Andhaka (Blind One) is the blind demon born to SHIVA and PARVATI in the following way: Parvati was joking with Shiva and covered up his three eyes with her hands. As she did this, the entire cosmos fell into darkness. Parvati’s hands began to sweat as they covered Shiva’s potent third eye. From the sweat of her hands, heated up by the third eye of Shiva, arose Andhaka, an angry black blind demon.

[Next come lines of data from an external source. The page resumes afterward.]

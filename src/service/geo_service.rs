use crate::error::GeoError;
use crate::model::{GeoRecord, GeoResult};
use anyhow::Result;
use reqwest::{Client, StatusCode};
use serde_json::Value;
use std::time::Duration;
use tracing::{debug, warn};

/// Client for an ip-api.com compatible geolocation endpoint.
#[derive(Clone)]
pub struct GeoService {
    client: Client,
    base_url: String,
}

impl GeoService {
    pub fn new(base_url: &str, timeout: Duration) -> Result<Self> {
        let client = Client::builder().timeout(timeout).build()?;
        Ok(Self {
            client,
            base_url: base_url.trim_end_matches('/').to_string(),
        })
    }

    /// One GET to `<base>/json/<ip>`, no retries.
    pub async fn lookup(&self, ip: &str) -> GeoResult {
        let url = format!("{}/json/{}", self.base_url, ip);
        debug!("Looking up {}", url);

        let result = self.fetch(&url).await;
        match &result {
            Ok(record) => debug!("Lookup for {} succeeded: {:?}", ip, record.country),
            Err(GeoError::RateLimited) => warn!("Geolocation API rate limit hit for {}", ip),
            Err(e) => debug!("Lookup for {} failed: {}", ip, e),
        }
        result
    }

    async fn fetch(&self, url: &str) -> GeoResult {
        let resp = self.client.get(url).send().await?;

        match resp.status() {
            StatusCode::TOO_MANY_REQUESTS => return Err(GeoError::RateLimited),
            StatusCode::OK => {}
            other => return Err(GeoError::Http(other.as_u16())),
        }

        let body = resp.json::<Value>().await?;

        if body["status"].as_str() == Some("fail") {
            let message = body["message"]
                .as_str()
                .unwrap_or(GeoError::GENERIC_API_MESSAGE);
            return Err(GeoError::Api(message.to_string()));
        }

        Ok(GeoRecord::from_value(&body))
    }
}
mod address;
mod geo;
mod metrics;

pub use address::classify;
pub use geo::{GeoRecord, GeoResult};
pub use metrics::SessionMetrics;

Andhaka is thus considered the son of Parvati, but when the childless demon king HIRANYAKSHA, after performing strict austerities, requested a son as a boon from Shiva, he gave him Andhaka. After a short time, Hiranyaksha died and Andhaka became the king of the demons. After horrific austerities, in which he offered every ounce of his own flesh to a sacrificial fire, Andhaka was given a boon. His request was very strange: If he were ever to desire the most desirable woman of all, he asked to be destroyed. The “most desirable woman of all,” however, could only have been his own mother, Parvati. Eventually, he did in fact manifest this desire, and he was impaled by Shiva on his trident. Existing half-dead there, Andhaka became purified and a complete devotee of Shiva and Parvati and ceased being a demon.
Further reading:Cornelia Dimmitt and J. A. B. van Buitenen, Classical Hindu Mythology: A Reader in the Sanskrit Puranas (Philadelphia: Temple University Press, 1978); E. Washburn Hopkins, Epic Mythology (Delhi: Motilal Banarsidass, 1986); Stella Kramrisch, The Presence of Siva (Princeton, N.J.: Princeton Univer-sity Press, 1981).